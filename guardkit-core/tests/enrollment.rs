//! Enrollment through the public API, without network access.

use std::sync::{Arc, Mutex};

use guardkit_core::{
    resolve_ticket, ticket_from_uri, ApiClient, ClientConfig, DeviceIdentity, EnrollParams,
    EnrollRequest, GuardKitError, GuardKitResult, Hooks, Jwk, Requestable, SigningKey,
    TicketResolution, VerificationKey,
};

struct TestKeyPair;

impl VerificationKey for TestKeyPair {
    fn jwk(&self) -> GuardKitResult<Jwk> {
        Ok(Jwk::rsa(&[0xc0, 0xff, 0xee], &[0x01, 0x00, 0x01]))
    }
}

impl SigningKey for TestKeyPair {
    fn sign(&self, message: &[u8]) -> GuardKitResult<Vec<u8>> {
        Ok(message.to_vec())
    }
}

fn api() -> ApiClient {
    ApiClient::new(ClientConfig::for_domain("tenant.guardian.example.com").unwrap())
}

fn enroll_params(ticket: Option<&str>, uri: Option<&str>) -> EnrollParams {
    EnrollParams {
        enrollment_ticket: ticket.map(ToString::to_string),
        enrollment_uri: uri.map(ToString::to_string),
        notification_token: "push1".to_string(),
        device: DeviceIdentity::generate("Integration Phone"),
        verification_key: Arc::new(TestKeyPair),
        signing_key: Arc::new(TestKeyPair),
    }
}

#[test]
fn test_ticket_resolution_properties() {
    assert_eq!(
        ticket_from_uri("otpauth://totp?enrollment_tx_id=ABC123")
            .unwrap()
            .as_str(),
        "ABC123"
    );
    assert!(ticket_from_uri("otpauth://hotp?enrollment_tx_id=ABC123").is_none());
    assert!(ticket_from_uri("https://totp?enrollment_tx_id=ABC123").is_none());

    match resolve_ticket(None, Some("otpauth://totp?enrollment_tx_id=AAA&enrollment_tx_id=BBB")) {
        TicketResolution::Resolved(ticket) => assert_eq!(ticket.as_str(), "BBB"),
        TicketResolution::Unresolved => panic!("Expected a ticket"),
    }

    for ticket in ["t", "ticket-with-dashes", "otpauth://hotp?enrollment_tx_id=X"] {
        match resolve_ticket(Some(ticket), Some("otpauth://totp?enrollment_tx_id=OTHER")) {
            TicketResolution::Resolved(resolved) => assert_eq!(resolved.as_str(), ticket),
            TicketResolution::Unresolved => panic!("Expected a ticket"),
        }
    }
}

#[tokio::test]
async fn test_missing_ticket_fails_locally() {
    let fired = Arc::new(Mutex::new(0_u32));
    let counter = fired.clone();
    let hooks = Hooks::new().on_request(move |_| *counter.lock().unwrap() += 1);

    let request = EnrollRequest::new(&api(), enroll_params(None, None)).on(hooks);
    assert!(!request.is_resolved());
    assert_eq!(
        request.to_string(),
        "POST https://tenant.guardian.example.com/api/enroll"
    );

    let err = request.start().await.unwrap_err();
    assert_eq!(err, GuardKitError::InvalidEnrollmentUri);
    assert_eq!(*fired.lock().unwrap(), 0);
}

#[tokio::test]
async fn test_unusable_uri_fails_locally() {
    let request = EnrollRequest::new(
        &api(),
        enroll_params(None, Some("otpauth://totp?secret=JBSWY3DPEHPK3PXP")),
    );

    let err = request.start().await.unwrap_err();
    assert_eq!(err, GuardKitError::InvalidEnrollmentUri);
}

#[test]
fn test_resolved_request_is_described_without_sending() {
    let request = EnrollRequest::new(
        &api(),
        enroll_params(None, Some("otpauth://totp?enrollment_tx_id=ABC123")),
    );
    assert!(request.is_resolved());
    assert_eq!(
        request.to_string(),
        "POST https://tenant.guardian.example.com/api/enroll"
    );
    assert!(!format!("{request:?}").contains("ABC123"));
}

::::::

The problem
Copy the whole listing down exactly.

Response to the task
filename guardkit-core/tests/enrollment.rs
//! Enrollment through the public API, without network access.

use std::sync::{Arc, Mutex};

use guardkit_core::{
    resolve_ticket, ticket_from_uri, ApiClient, ClientConfig, DeviceIdentity, EnrollParams,
    EnrollRequest, GuardKitError, GuardKitResult, Hooks, Jwk, Requestable, SigningKey,
    TicketResolution, VerificationKey,
};

struct TestKeyPair;

impl VerificationKey for TestKeyPair {
    fn jwk(&self) -> GuardKitResult<Jwk> {
        Ok(Jwk::rsa(&[0xc0, 0xff, 0xee], &[0x01, 0x00, 0x01]))
    }
}

impl SigningKey for TestKeyPair {
    fn sign(&self, message: &[u8]) -> GuardKitResult<Vec<u8>> {
        Ok(message.to_vec())
    }
}

fn api() -> ApiClient {
    ApiClient::new(ClientConfig::for_domain("tenant.guardian.example.com").unwrap())
}

fn enroll_params(ticket: Option<&str>, uri: Option<&str>) -> EnrollParams {
    EnrollParams {
        enrollment_ticket: ticket.map(ToString::to_string),
        enrollment_uri: uri.map(ToString::to_string),
        notification_token: "push1".to_string(),
        device: DeviceIdentity::generate("Integration Phone"),
        verification_key: Arc::new(TestKeyPair),
        signing_key: Arc::new(TestKeyPair),
    }
}

#[test]
fn test_ticket_resolution_properties() {
    assert_eq!(
        ticket_from_uri("otpauth://totp?enrollment_tx_id=ABC123")
            .unwrap()
            .as_str(),
        "ABC123"
    );
    assert!(ticket_from_uri("otpauth://hotp?enrollment_tx_id=ABC123").is_none());
    assert!(ticket_from_uri("https://totp?enrollment_tx_id=ABC123").is_none());

    match resolve_ticket(None, Some("otpauth://totp?enrollment_tx_id=AAA&enrollment_tx_id=BBB")) {
        TicketResolution::Resolved(ticket) => assert_eq!(ticket.as_str(), "BBB"),
        TicketResolution::Unresolved => panic!("Expected a ticket"),
    }

    for ticket in ["t", "ticket-with-dashes", "otpauth://hotp?enrollment_tx_id=X"] {
        match resolve_ticket(Some(ticket), Some("otpauth://totp?enrollment_tx_id=OTHER")) {
            TicketResolution::Resolved(resolved) => assert_eq!(resolved.as_str(), ticket),
            TicketResolution::Unresolved => panic!("Expected a ticket"),
        }
    }
}

#[tokio::test]
async fn test_missing_ticket_fails_locally() {
    let fired = Arc::new(Mutex::new(0_u32));
    let counter = fired.clone();
    let hooks = Hooks::new().on_request(move |_| *counter.lock().unwrap() += 1);

    let request = EnrollRequest::new(&api(), enroll_params(None, None)).on(hooks);
    assert!(!request.is_resolved());
    assert_eq!(
        request.to_string(),
        "POST https://tenant.guardian.example.com/api/enroll"
    );

    let err = request.start().await.unwrap_err();
    assert_eq!(err, GuardKitError::InvalidEnrollmentUri);
    assert_eq!(*fired.lock().unwrap(), 0);
}

#[tokio::test]
async fn test_unusable_uri_fails_locally() {
    let request = EnrollRequest::new(
        &api(),
        enroll_params(None, Some("otpauth://totp?secret=JBSWY3DPEHPK3PXP")),
    );

    let err = request.start().await.unwrap_err();
    assert_eq!(err, GuardKitError::InvalidEnrollmentUri);
}

#[test]
fn test_resolved_request_is_described_without_sending() {
    let request = EnrollRequest::new(
        &api(),
        enroll_params(None, Some("otpauth://totp?enrollment_tx_id=ABC123")),
    );
    assert!(request.is_resolved());
    assert_eq!(
        request.to_string(),
        "POST https://tenant.guardian.example.com/api/enroll"
    );
    assert!(!format!("{request:?}").contains("ABC123"));
}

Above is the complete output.